I refuse to use a shared boot partition anymore. Sooner or later, single-partition dual booting always tangles the bootloaders and requires a new installation. Like you, I set up my drives so that each has its own boot partition and is completely isolated.
I run two almost identical micro desktop computers, both dual-boot, dual-drive, dual-boot-partition. On the 7080, W11 is the default boot, Solus the secondary boot; on the 7070, Solus is the default boot, W10 the secondary boot (so I can help my geezer friends with W10 as needed).
I keep the W11 computer and a Solus computer side-by-side, working with both during the day. Both have been remarkably stable, with no issues whatsoever, for a long time. I frankly wonder why the norm is to try to dual boot from a single partition.
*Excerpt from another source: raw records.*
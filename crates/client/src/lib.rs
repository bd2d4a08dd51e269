//! Client side of the resumable upload protocol.
//!
//! The [`UploadDriver`] owns a state machine per queued file: it obtains
//! a session, submits the remaining byte range as a single chunk, and
//! exposes pause/resume/abort. Resumption — not fixed-size chunking —
//! is what splits a transfer across multiple submissions: after an
//! interruption the driver asks the server how many bytes are persisted
//! and re-submits only the tail.
//!
//! The actual wire transport (HTTP, WebSocket, in-process) is injected
//! through the [`UploadTransport`] trait.

pub mod driver;
pub mod error;
pub mod progress;
pub mod slice;
pub mod transport;

pub use driver::{UploadDriver, UploadEvent, UploadStatus};
pub use error::ClientError;
pub use progress::{ProgressMeter, ProgressSnapshot};
pub use slice::FileSlice;
pub use transport::{ChunkOutcome, ChunkSubmission, TransportFuture, UploadTransport};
WetGeek I decided about a decade ago that dual-booting was never going to be an answer for me, so I have very little recent experience with it. To be more accurate, I have NONE. Installing a secondary OS in a VM is far more satisfactory, in my opinion, and that's what has worked well for me.
I use Gnome Boxes to check out various disros on my Solus computer. I haven't noticed a performance issue, but I can devote 8GB/40GB to the distro installed in the box, which is more than adequate, and Gnome Boxes seems to be resource light in comparison to VMware and VirtualBox. I won't use Grub for a bare-metal installation on any computer, period.
Enough said, I guess. It doesn't look like any of us are in a position to offer much useful help to @Kuka with installing W11/Solus on dual drives using a single boot partition. Luckily, though, there are several threads on the issue that he can explore.